## Required action
If a line of the records holds the word "ScenarioID", copy it out.

## Data in this exercise
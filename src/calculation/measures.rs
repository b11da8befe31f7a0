//! Aggregation of the renovation measures applied in each scenario.
use super::active_building_types;
use crate::error::EngineError;
use crate::measure::{BuildingMeasure, MeasureCategory, MeasureID};
use crate::project::{CalculationData, MeasureAggregation, Project};
use crate::scenario::{Scenario, ScenarioID};
use indexmap::IndexMap;
use strum::IntoEnumIterator;

/// Totals for each measure applied in a scenario, grouped by category
pub type MeasureTotalsMap = IndexMap<MeasureCategory, IndexMap<MeasureID, MeasureTotals>>;

/// Cost and embodied impact of one measure across a scenario
#[derive(PartialEq, Debug, Clone, Default)]
pub struct MeasureTotals {
    /// Renovation cost
    pub cost: f64,
    /// Embodied energy (kWh)
    pub embodied_energy: f64,
    /// Embodied emissions (kg CO2-eq)
    pub embodied_emissions: f64,
    /// Number of building types the measure is applied to
    pub occurrences: u32,
    /// Number of buildings the measure is applied to
    pub building_count: u32,
}

/// Embodied impact per unit of floor area
#[derive(PartialEq, Debug, Clone, Copy, Default)]
pub struct SpecificEmbodiedImpact {
    /// Embodied energy (kWh/m²)
    pub energy: f64,
    /// Embodied emissions (kg CO2-eq/m²)
    pub emissions: f64,
}

/// Aggregate the measures applied in every scenario of a project
pub fn aggregate_building_measures(
    project: &Project,
) -> Result<IndexMap<ScenarioID, MeasureTotalsMap>, EngineError> {
    project
        .iter_scenarios()
        .map(|scenario| {
            let totals = aggregate_scenario_measures(
                &project.calculation_data,
                scenario,
                project.parameters.measure_aggregation,
            )?;
            Ok((scenario.id.clone(), totals))
        })
        .collect()
}

/// Aggregate the measures applied in one scenario.
///
/// Every category is present in the result, even if no measure of that category is applied.
/// Measures within a category are ordered by ID.
pub fn aggregate_scenario_measures(
    calculation_data: &CalculationData,
    scenario: &Scenario,
    aggregation: MeasureAggregation,
) -> Result<MeasureTotalsMap, EngineError> {
    let infos = active_building_types(calculation_data, scenario);

    let mut all_totals = MeasureTotalsMap::new();
    for category in MeasureCategory::iter() {
        let mut category_totals: IndexMap<MeasureID, MeasureTotals> = IndexMap::new();
        for info in &infos {
            let Some(measure_id) = info.measure_id(category) else {
                continue;
            };
            let measure = lookup_measure(calculation_data, measure_id, category)?;
            let totals = category_totals.entry(measure_id.clone()).or_default();
            let first_occurrence = totals.occurrences == 0;
            totals.occurrences += 1;
            totals.building_count += info.building_count;

            let multiplier = match aggregation {
                MeasureAggregation::PerMeasure if first_occurrence => 1.0,
                MeasureAggregation::PerMeasure => 0.0,
                MeasureAggregation::PerBuilding => f64::from(info.building_count),
            };
            totals.cost += measure.cost * multiplier;
            totals.embodied_energy += measure.embodied_energy * multiplier;
            totals.embodied_emissions += measure.embodied_emissions * multiplier;
        }

        category_totals.sort_keys();
        all_totals.insert(category, category_totals);
    }

    Ok(all_totals)
}

/// Look up a measure, checking it belongs to the category it was selected for and has a valid
/// lifetime
pub(crate) fn lookup_measure<'a>(
    calculation_data: &'a CalculationData,
    measure_id: &MeasureID,
    category: MeasureCategory,
) -> Result<&'a BuildingMeasure, EngineError> {
    let measure = calculation_data
        .building_measures
        .get(measure_id)
        .ok_or_else(|| EngineError::MissingBuildingMeasure(measure_id.clone()))?;

    let actual = measure.category();
    if actual != category {
        return Err(EngineError::MeasureCategoryMismatch {
            measure_id: measure_id.clone(),
            expected: category,
            actual,
        });
    }
    measure.check_valid()?;

    Ok(measure)
}

/// Cost of a measure per year of its lifetime and per unit of floor area.
///
/// Fails if the measure has no lifetime to spread the cost over.
pub fn annualized_specific_cost(
    totals: &MeasureTotals,
    measure: &BuildingMeasure,
    total_building_area: f64,
) -> Result<f64, EngineError> {
    measure.check_valid()?;
    Ok(totals.cost / (total_building_area * f64::from(measure.lifetime)))
}

/// Embodied impact of a measure per unit of floor area
pub fn specific_embodied_impact(
    totals: &MeasureTotals,
    total_building_area: f64,
) -> SpecificEmbodiedImpact {
    SpecificEmbodiedImpact {
        energy: totals.embodied_energy / total_building_area,
        emissions: totals.embodied_emissions / total_building_area,
    }
}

## Answer section
use crate::scenario::{Scenario, ScenarioID};
) -> Result<IndexMap<ScenarioID, MeasureTotalsMap>, EngineError> {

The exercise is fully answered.